President has no constitutional powers to act against Army Officers
IN a letter to the President of Pakistan, former Prime Minister Imran Khan referred to the press conference held by the Director General of ISI and Director General ISPR on 27th October and accused them of deliberately trying to create a false narrative.
Imran Khan appealed to the President that under Article 243.2 of the Constitution he should take note of serious wrongdoings and to institute an inquiry under his leadership to identify the guilty and hold them accountable.
He urged the President to act now to stop the abuse of power and violations of our laws and of the Constitution.
Imran Khan referred the Article 243.2 which is not applicable in the present scenario as per Article 243.2 without prejudice to the generality of the foregoing provision; the Supreme Command of Armed Forces shall vest in the President.
In the light of this Article the President of Pakistan has no power at all to remove or suggest any army officer, so no such power rests with the President.
President under the Constitution has been seized to exercise such powers in view of the Army’s own Act and Law.
The legal team of Imran Khan should have looked into it in the present scenario before sending a letter to the President.
During an interview with an American news channel, Imran Khan claimed he had obtained advance warning from within the intelligence agencies about an assassination attempt against him.
He added that the information was given to him because most people are appalled by what is going on in this country, implying it was malcontents within the intelligence that had warned him about the plot.
There are two aspects to this very significant statement broadcast to an international audience.
Firstly, if Imran Khan had prior information of such a plot, then by embarking on the long march regardless and, especially, without taking necessary common sense precautions, he placed himself and all those present at grave risk of harm.
That was irresponsible in the extreme. Secondly, Imran Khan has in effect let slip that there is a mole inside the intelligence apparatus circumventing the command structure to reveal his organisation’s operational details to someone outside the system, which the former PM Imran Khan, obviously is.
Of course, that is not to say there is indeed a leak, perhaps when he uttered these words, the ousted Prime Minister was carried away by emotion on account of his brush with death.
Nevertheless, his contention must be investigated. Even if there’s any truth to it, his bringing into the public domain such a rupture within the intelligence apparatus is a grave mishap and may even attract the provisions of the Official Secrets Act, the culpable officers would certainly be liable to prosecution.

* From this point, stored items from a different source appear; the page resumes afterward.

use std::path::{Path, PathBuf};

use crate::error::NavigationError;
use crate::fs::listing::{self, DirectoryEntry, SortKey};

/// Outcome of activating the selected row.
#[derive(Debug, Clone, PartialEq, Eq)]
pub enum Activation {
    /// Nothing selected.
    Nothing,
    /// The selected directory is now the current path.
    Entered,
    /// The selected file should be opened externally.
    OpenFile(PathBuf),
}

/// The browser's current view: where we are, what is listed, and how it
/// is filtered.
///
/// Every transition either updates all derived fields or none of them.
#[derive(Debug)]
pub struct NavigationState {
    current_path: PathBuf,
    entries: Vec<DirectoryEntry>,
    parent_entries: Vec<DirectoryEntry>,
    show_hidden: bool,
    search_query: Option<String>,
    /// Index into `visible_entries()`, not `entries`.
    selected_index: usize,
    sort_key: SortKey,
}

impl NavigationState {
    /// Open a browser at `start`.
    pub fn open(start: &Path) -> Result<Self, NavigationError> {
        Self::with_options(start, false, SortKey::ByName)
    }

    /// Open a browser at `start` with initial filter and sort settings.
    pub fn with_options(
        start: &Path,
        show_hidden: bool,
        sort_key: SortKey,
    ) -> Result<Self, NavigationError> {
        let mut state = Self {
            current_path: PathBuf::new(),
            entries: Vec::new(),
            parent_entries: Vec::new(),
            show_hidden,
            search_query: None,
            selected_index: 0,
            sort_key,
        };
        state.enter(start)?;
        Ok(state)
    }

    pub fn current_path(&self) -> &Path {
        &self.current_path
    }

    /// All entries of the current directory, sorted, unfiltered.
    pub fn entries(&self) -> &[DirectoryEntry] {
        &self.entries
    }

    pub fn parent_entries(&self) -> &[DirectoryEntry] {
        &self.parent_entries
    }

    pub fn show_hidden(&self) -> bool {
        self.show_hidden
    }

    pub fn search_query(&self) -> Option<&str> {
        self.search_query.as_deref()
    }

    pub fn selected_index(&self) -> usize {
        self.selected_index
    }

    pub fn sort_key(&self) -> SortKey {
        self.sort_key
    }

    fn passes_hidden(&self, entry: &DirectoryEntry) -> bool {
        self.show_hidden || !entry.is_hidden()
    }

    /// Current entries after the hidden rule and, if active, the
    /// case-insensitive substring search.
    pub fn visible_entries(&self) -> Vec<&DirectoryEntry> {
        let needle = self.search_query.as_ref().map(|q| q.to_lowercase());
        self.entries
            .iter()
            .filter(|e| self.passes_hidden(e))
            .filter(|e| match &needle {
                Some(q) => e.name.to_lowercase().contains(q.as_str()),
                None => true,
            })
            .collect()
    }

    /// Parent entries after the hidden rule only.
    pub fn visible_parent_entries(&self) -> Vec<&DirectoryEntry> {
        self.parent_entries
            .iter()
            .filter(|e| self.passes_hidden(e))
            .collect()
    }

    pub fn selected_entry(&self) -> Option<&DirectoryEntry> {
        self.visible_entries().get(self.selected_index).copied()
    }

    /// Navigate to `path`. On failure nothing changes.
    pub fn enter(&mut self, path: impl AsRef<Path>) -> Result<(), NavigationError> {
        let path = path.as_ref();
        let absolute =
            listing::resolve_absolute(path).map_err(|source| NavigationError::Resolve {
                path: path.to_path_buf(),
                source,
            })?;

        let entries = listing::list_sorted(&absolute, self.sort_key)?;
        let parent_entries = self.load_parent(&absolute);

        tracing::debug!(path = %absolute.display(), count = entries.len(), "entered directory");
        self.current_path = absolute;
        self.entries = entries;
        self.parent_entries = parent_entries;
        self.selected_index = 0;
        self.search_query = None;
        Ok(())
    }

    /// Listing for the parent pane. Degrades to empty at the root or when
    /// the parent is unreadable.
    fn load_parent(&self, path: &Path) -> Vec<DirectoryEntry> {
        let parent = listing::parent_of(path);
        if parent == path {
            return Vec::new();
        }
        listing::list_sorted(&parent, self.sort_key).unwrap_or_else(|e| {
            tracing::debug!(parent = %parent.display(), error = %e, "parent listing unavailable");
            Vec::new()
        })
    }

    /// Enter the selected directory, or report the selected file for opening.
    pub fn enter_selected(&mut self) -> Result<Activation, NavigationError> {
        let Some(entry) = self.selected_entry() else {
            return Ok(Activation::Nothing);
        };
        if entry.is_dir {
            let path = entry.path.clone();
            self.enter(path)?;
            Ok(Activation::Entered)
        } else {
            Ok(Activation::OpenFile(entry.path.clone()))
        }
    }

    /// Go up one level. A no-op at the filesystem root.
    pub fn go_to_parent(&mut self) -> Result<(), NavigationError> {
        let parent = listing::parent_of(&self.current_path);
        if parent == self.current_path {
            return Ok(());
        }
        self.enter(parent)
    }

    /// Re-list the current directory, keeping filters. The selected entry
    /// stays selected; if it is gone the old index is clamped.
    pub fn reload(&mut self) -> Result<(), NavigationError> {
        let entries = listing::list_sorted(&self.current_path, self.sort_key)?;
        let parent_entries = self.load_parent(&self.current_path);
        let selected = self.selected_entry().map(|e| e.path.clone());
        let old_index = self.selected_index;

        self.entries = entries;
        self.parent_entries = parent_entries;
        let last = self.visible_entries().len().saturating_sub(1);
        self.reselect(selected.as_deref(), old_index.min(last));
        Ok(())
    }

    pub fn toggle_hidden(&mut self) {
        self.show_hidden = !self.show_hidden;
        self.selected_index = 0;
    }

    /// Move by `delta` rows, clamped to the visible range.
    pub fn move_selection(&mut self, delta: isize) {
        let len = self.visible_entries().len();
        if len == 0 {
            self.selected_index = 0;
            return;
        }
        let target = (self.selected_index as isize).saturating_add(delta);
        self.selected_index = target.clamp(0, len as isize - 1) as usize;
    }

    pub fn jump_to_top(&mut self) {
        self.selected_index = 0;
    }

    pub fn jump_to_bottom(&mut self) {
        self.selected_index = self.visible_entries().len().saturating_sub(1);
    }

    /// Filter the current listing by `query`. An empty query clears the filter.
    pub fn apply_search(&mut self, query: &str) {
        self.search_query = if query.is_empty() {
            None
        } else {
            Some(query.to_string())
        };
        self.selected_index = 0;
    }

    pub fn clear_search(&mut self) {
        self.search_query = None;
        self.selected_index = 0;
    }

    /// Re-sort both listings by `key`, following the selected entry.
    pub fn set_sort_key(&mut self, key: SortKey) {
        let selected = self.selected_entry().map(|e| e.path.clone());
        self.sort_key = key;
        listing::sort(&mut self.entries, key);
        listing::sort(&mut self.parent_entries, key);
        self.reselect(selected.as_deref(), 0);
    }

    pub fn cycle_sort(&mut self) {
        self.set_sort_key(self.sort_key.next());
    }

    /// Point the selection at `path` if it is still visible, else at
    /// `fallback`.
    fn reselect(&mut self, path: Option<&Path>, fallback: usize) {
        self.selected_index = path
            .and_then(|p| self.visible_entries().iter().position(|e| e.path == p))
            .unwrap_or(fallback);
    }
}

Imran Khan appealed to the President of Pakistan for action that seemed to have been triggered by an unprecedented media briefing by the ISI and ISPR chiefs where Imran Khan was censured for his false foreign conspiracy narrative.
The standoff between the PTI and Security Establishment also worsened after the alleged custodial torture of Senator Swati.

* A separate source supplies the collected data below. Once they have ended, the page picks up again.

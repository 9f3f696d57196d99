use std::collections::HashSet;
use std::path::Path;
use std::process::{Command, Stdio};

use crate::config::AppConfig;
use crate::error::OpenError;

/// Opens a file in a program outside the browser.
///
/// Implementations block until the program exits.
pub trait Opener {
    fn open(&self, path: &Path) -> Result<(), OpenError>;
}

/// Tries a list of command lines in order until one exits successfully.
#[derive(Debug, Clone)]
pub struct CommandOpener {
    programs: Vec<String>,
}

impl CommandOpener {
    /// Repeated command lines are dropped, keeping the first occurrence.
    pub fn new(mut programs: Vec<String>) -> Self {
        let mut seen = HashSet::new();
        programs.retain(|program| seen.insert(program.clone()));
        Self { programs }
    }

    /// `$VISUAL`, `$EDITOR`, the configured editors, then the platform opener.
    pub fn from_config(config: &AppConfig) -> Self {
        let mut programs: Vec<String> = ["VISUAL", "EDITOR"]
            .iter()
            .filter_map(|var| std::env::var(var).ok())
            .filter(|value| !value.trim().is_empty())
            .collect();
        programs.extend(config.editors());
        programs.push(system_opener().to_string());
        Self::new(programs)
    }

    pub fn programs(&self) -> &[String] {
        &self.programs
    }

    fn run(command_line: &str, path: &Path) -> bool {
        let mut parts = command_line.split_whitespace();
        let Some(program) = parts.next() else {
            return false;
        };
        let status = Command::new(program)
            .args(parts)
            .arg(path)
            .stdin(Stdio::inherit())
            .stdout(Stdio::inherit())
            .stderr(Stdio::inherit())
            .status();
        match status {
            Ok(status) if status.success() => true,
            Ok(status) => {
                tracing::debug!(program, %status, "opener exited unsuccessfully");
                false
            }
            Err(e) => {
                tracing::debug!(program, error = %e, "opener failed to start");
                false
            }
        }
    }
}

impl Opener for CommandOpener {
    fn open(&self, path: &Path) -> Result<(), OpenError> {
        for command_line in &self.programs {
            if Self::run(command_line, path) {
                tracing::info!(program = %command_line, path = %path.display(), "opened file");
                return Ok(());
            }
        }
        tracing::warn!(path = %path.display(), "no program could open file");
        Err(OpenError::NoProgram {
            path: path.to_path_buf(),
        })
    }
}

fn system_opener() -> &'static str {
    if cfg!(target_os = "macos") {
        "open"
    } else if cfg!(windows) {
        "explorer"
    } else {
        "xdg-open"
    }
}

#[cfg(test)]
mod tests {
    use super::*;

    #[test]
    fn from_config_ends_with_system_opener() {
        let opener = CommandOpener::from_config(&AppConfig::default());
        assert_eq!(opener.programs().last().unwrap(), system_opener());
        assert!(opener.programs().iter().any(|p| p == "nano"));
    }

    #[test]
    fn repeated_programs_are_tried_once() {
        let opener = CommandOpener::new(vec![
            "vim".into(),
            "nano".into(),
            "vim".into(),
            "code --wait".into(),
            "nano".into(),
        ]);
        assert_eq!(opener.programs(), ["vim", "nano", "code --wait"]);
    }

    #[test]
    fn empty_program_list_fails() {
        let opener = CommandOpener::new(Vec::new());
        let err = opener.open(Path::new("/tmp/x")).unwrap_err();
        assert!(matches!(err, OpenError::NoProgram { .. }));
    }

    #[test]
    fn missing_programs_are_skipped() {
        let opener = CommandOpener::new(vec![
            "   ".into(),
            "definitely-not-a-real-editor-binary".into(),
        ]);
        assert!(opener.open(Path::new("/tmp/x")).is_err());
    }

    #[cfg(unix)]
    #[test]
    fn first_successful_program_wins() {
        let opener = CommandOpener::new(vec![
            "false".into(),
            "definitely-not-a-real-editor-binary".into(),
            "true --ignored-flag".into(),
        ]);
        assert!(opener.open(Path::new("/tmp/x")).is_ok());
    }
}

It may be outside the President’s constitutional powers to act against a serving army officer as demanded by Imran Khan but the letter sent to him by Imran Khan highlights the widening fault lines in the country’s power structure.
The events of the past ten days demonstrate the unraveling of the edifice. An increasingly divided state has worsened the power vacuum.

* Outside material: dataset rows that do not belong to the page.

#[cfg(test)]
mod tests {
    use super::*;
    use std::fs::{self, File};
    use std::path::Path;
    use tempfile::TempDir;

    fn setup_app() -> (TempDir, App) {
        let dir = TempDir::new().unwrap();
        fs::create_dir(dir.path().join("alpha")).unwrap();
        fs::create_dir(dir.path().join("beta")).unwrap();
        File::create(dir.path().join("file_a.txt")).unwrap();
        File::create(dir.path().join("file_b.rs")).unwrap();
        File::create(dir.path().join(".hidden")).unwrap();
        let nav = NavigationState::open(dir.path()).unwrap();
        let app = App::new(nav, &AppConfig::default());
        (dir, app)
    }

    #[test]
    fn from_config_uses_start_path() {
        let dir = TempDir::new().unwrap();
        let config = AppConfig {
            general: crate::config::GeneralConfig {
                start_path: Some(dir.path().to_string_lossy().into_owned()),
                show_hidden: Some(true),
                ..Default::default()
            },
            ..Default::default()
        };
        let app = App::from_config(&config).unwrap();
        assert_eq!(app.nav.current_path(), dir.path());
        assert!(app.nav.show_hidden());
    }

    #[test]
    fn from_config_falls_back_to_root() {
        let config = AppConfig {
            general: crate::config::GeneralConfig {
                start_path: Some("/definitely/not/here".into()),
                ..Default::default()
            },
            ..Default::default()
        };
        let app = App::from_config(&config).unwrap();
        assert_eq!(app.nav.current_path(), listing::filesystem_root());
    }

    #[test]
    fn quit_sets_flag() {
        let (_dir, mut app) = setup_app();
        assert!(!app.should_quit);
        app.quit();
        assert!(app.should_quit);
    }

    #[test]
    fn enter_selected_file_queues_open() {
        let (dir, mut app) = setup_app();
        app.jump_to_bottom();
        app.enter_selected();
        assert_eq!(app.take_pending_open(), Some(dir.path().join("file_b.rs")));
        assert!(app.take_pending_open().is_none());
    }

    #[test]
    fn enter_selected_directory_navigates() {
        let (dir, mut app) = setup_app();
        app.move_selection(1);
        app.enter_selected();
        assert_eq!(app.nav.current_path(), dir.path().join("beta"));
        assert!(app.pending_open.is_none());
    }

    #[test]
    fn failed_navigation_sets_error_status() {
        let (dir, mut app) = setup_app();
        fs::remove_dir(dir.path().join("alpha")).unwrap();
        app.enter_selected();
        assert_eq!(app.nav.current_path(), dir.path());
        let msg = app.status_message.as_ref().unwrap();
        assert!(msg.is_error);
        assert!(msg.text.contains("does not exist"));
    }

    #[test]
    fn escape_clears_search_before_going_up() {
        let (dir, mut app) = setup_app();
        app.nav.enter(dir.path().join("alpha")).unwrap();
        app.nav.apply_search("x");
        app.escape();
        assert!(app.nav.search_query().is_none());
        assert_eq!(app.nav.current_path(), dir.path().join("alpha"));
        app.escape();
        assert_eq!(app.nav.current_path(), dir.path());
    }

    #[test]
    fn toggle_hidden_reports_state() {
        let (_dir, mut app) = setup_app();
        app.toggle_hidden();
        assert_eq!(app.status_message.as_ref().unwrap().text, "Hidden files ON");
        assert_eq!(app.nav.visible_entries().len(), 5);
    }

    #[test]
    fn cycle_sort_reports_label() {
        let (_dir, mut app) = setup_app();
        app.cycle_sort();
        assert_eq!(app.status_message.as_ref().unwrap().text, "Sort: Size");
    }

    #[test]
    fn search_prompt_round_trip() {
        let (_dir, mut app) = setup_app();
        app.start_search();
        assert_eq!(app.mode, AppMode::Search);
        for c in "FILE".chars() {
            app.search_input_char(c);
        }
        app.submit_search();
        assert_eq!(app.mode, AppMode::Normal);
        assert_eq!(app.nav.search_query(), Some("FILE"));
        assert_eq!(app.nav.visible_entries().len(), 2);
        assert_eq!(app.status_message.as_ref().unwrap().text, "Found 2 matches");
    }

    #[test]
    fn search_without_matches_reports_error() {
        let (_dir, mut app) = setup_app();
        app.start_search();
        app.search_input_char('z');
        app.submit_search();
        let msg = app.status_message.as_ref().unwrap();
        assert!(msg.is_error);
        assert_eq!(msg.text, "No matches found");
    }

    #[test]
    fn empty_search_submission_clears_filter() {
        let (_dir, mut app) = setup_app();
        app.nav.apply_search("alpha");
        app.start_search();
        assert_eq!(app.search_input.input, "alpha");
        app.search_cursor_home();
        app.search_cursor_end();
        for _ in 0..5 {
            app.search_delete_char();
        }
        app.submit_search();
        assert!(app.nav.search_query().is_none());
        assert_eq!(app.nav.visible_entries().len(), 4);
    }

    #[test]
    fn cancel_search_keeps_previous_filter() {
        let (_dir, mut app) = setup_app();
        app.nav.apply_search("beta");
        app.start_search();
        app.search_input_char('!');
        app.cancel_search();
        assert_eq!(app.mode, AppMode::Normal);
        assert_eq!(app.nav.search_query(), Some("beta"));
    }

    #[test]
    fn search_input_cursor_editing() {
        let (_dir, mut app) = setup_app();
        app.start_search();
        app.search_input_char('a');
        app.search_input_char('c');
        app.search_cursor_left();
        app.search_input_char('b');
        assert_eq!(app.search_input.input, "abc");
        assert_eq!(app.search_input.cursor_position, 2);
        app.search_cursor_right();
        app.search_cursor_right();
        assert_eq!(app.search_input.cursor_position, 3);
        app.search_cursor_home();
        app.search_delete_char();
        assert_eq!(app.search_input.input, "abc");
    }

    #[test]
    fn search_input_handles_multibyte() {
        let (_dir, mut app) = setup_app();
        app.start_search();
        app.search_input_char('é');
        app.search_input_char('x');
        app.search_cursor_left();
        app.search_cursor_left();
        assert_eq!(app.search_input.cursor_position, 0);
        app.search_cursor_end();
        app.search_delete_char();
        app.search_delete_char();
        assert!(app.search_input.input.is_empty());
    }

    #[test]
    fn help_toggle_and_scroll() {
        let (_dir, mut app) = setup_app();
        app.toggle_help();
        assert_eq!(app.mode, AppMode::Help);
        app.help_scroll_down(3);
        app.help_scroll_down(3);
        app.help_scroll_down(3);
        assert_eq!(app.help_scroll, 2);
        app.help_scroll_up();
        assert_eq!(app.help_scroll, 1);
        app.toggle_help();
        assert_eq!(app.mode, AppMode::Normal);
    }

    #[test]
    fn clear_expired_status_keeps_recent() {
        let (_dir, mut app) = setup_app();
        app.set_status_message("fresh");
        app.clear_expired_status();
        assert!(app.status_message.is_some());
    }

    #[test]
    fn clear_expired_status_removes_old() {
        let (_dir, mut app) = setup_app();
        app.status_message = Some(StatusMessage {
            text: "old".into(),
            is_error: false,
            created: Instant::now() - std::time::Duration::from_secs(5),
        });
        app.clear_expired_status();
        assert!(app.status_message.is_none());
    }

    #[test]
    fn finish_open_failure_is_reported() {
        let (_dir, mut app) = setup_app();
        app.finish_open(Err(OpenError::NoProgram {
            path: PathBuf::from("/tmp/x"),
        }));
        let msg = app.status_message.as_ref().unwrap();
        assert!(msg.is_error);
        assert!(msg.text.contains("no program could open"));
    }

    #[test]
    fn finish_open_success_reloads_listing() {
        let (dir, mut app) = setup_app();
        File::create(dir.path().join("new.txt")).unwrap();
        app.finish_open(Ok(()));
        assert!(app.nav.entries().iter().any(|e| e.name == "new.txt"));
        assert!(app.status_message.is_none());
    }

    #[test]
    fn sync_preview_follows_selection() {
        let (dir, mut app) = setup_app();
        app.sync_preview();
        assert_eq!(app.preview.path.as_deref(), Some(dir.path().join("alpha").as_path()));
        app.move_selection(2);
        app.sync_preview();
        assert_eq!(
            app.preview.path.as_deref(),
            Some(dir.path().join("file_a.txt").as_path())
        );
        assert!(!app.preview.lines.is_empty());
    }

    #[test]
    fn sync_preview_clears_on_empty_listing() {
        let (dir, mut app) = setup_app();
        app.sync_preview();
        app.nav.enter(dir.path().join("beta")).unwrap();
        app.sync_preview();
        assert!(app.preview.path.is_none());
        assert!(app.preview.lines.is_empty());
    }

    #[test]
    fn list_scroll_keeps_selection_visible() {
        let (_dir, mut app) = setup_app();
        app.jump_to_bottom();
        app.update_list_scroll(2);
        assert_eq!(app.list_scroll, 2);
        app.jump_to_top();
        app.update_list_scroll(2);
        assert_eq!(app.list_scroll, 0);
    }

    #[test]
    fn child_counts_are_read_once_per_listing() {
        let (dir, mut app) = setup_app();
        File::create(dir.path().join("alpha").join("one")).unwrap();
        app.update_child_counts(10);
        assert_eq!(app.child_counts.get(&dir.path().join("alpha")), Some(&1));
        assert_eq!(app.child_counts.get(&dir.path().join("beta")), Some(&0));
        assert_eq!(app.child_counts.len(), 2);

        // Cached: a new child is not seen until the listing is reloaded.
        File::create(dir.path().join("alpha").join("two")).unwrap();
        app.update_child_counts(10);
        assert_eq!(app.child_counts.get(&dir.path().join("alpha")), Some(&1));

        app.reload();
        app.update_child_counts(10);
        assert_eq!(app.child_counts.get(&dir.path().join("alpha")), Some(&2));
    }

    #[test]
    fn child_counts_cover_only_rows_in_view() {
        let (dir, mut app) = setup_app();
        app.update_child_counts(1);
        assert!(app.child_counts.contains_key(&dir.path().join("alpha")));
        assert!(!app.child_counts.contains_key(&dir.path().join("beta")));
    }

    #[test]
    fn child_counts_reset_on_directory_change() {
        let (dir, mut app) = setup_app();
        app.update_child_counts(10);
        app.nav.enter(dir.path().join("alpha")).unwrap();
        app.update_child_counts(10);
        assert!(app.child_counts.is_empty());
    }

    #[test]
    fn display_path_abbreviates_home() {
        let (dir, mut app) = setup_app();
        app.home = Some(dir.path().to_path_buf());
        assert_eq!(app.display_path(), "~");
        app.home = Some(Path::new("/elsewhere").to_path_buf());
        assert_eq!(app.display_path(), dir.path().display().to_string());
    }
}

There is complete breakdown of authority. Chances of a civil strife loom large with the impending collapse of state institutions.
The ongoing political confrontation and polarisation threaten to derail the democratic process.
Imran Khan’s confrontation with the Establishment cannot be taken as a battle for civilian democracy.
It’s a ruthless struggle for power. The country is hurtling towards a state of anarchy with no resolution of the crisis in sight.
On the other hand, after repeatedly calling for a consultative process before picking the new army chief, Imran Khan now does not see any problem if the appointment is made by the present Premier Shahbaz Sharif.
In an interaction with journalists at his Lahore residence, he offered a fresh take on the issue of appointing the new chief of army staff.
He also revealed that his relations with the military establishment became strained on the issues of accountability, adding that the Premier should be empowered if the country is to run smoothly.
Calling the tense law and order situation following the gun attack on Imran Khan is a serious threat to the solidarity of the country, Prime Minister Shahbaz Sharif asked Chief Justice of Pakistan Umar Ata Bandial to form a Judicial Commission comprising all available judges to unearth the facts behind the assassination bid on the former Premier Imran Khan.
It is my considered opinion the honourable Chief Justice of Pakistan will decide to form the full Court Commission in consultation with all judges, in the present state of anarchy it seems difficult to form a Judicial Commission.
—The writer is former Secretary Election Commission of Pakistan and currently Chairman National Democratic Foundation.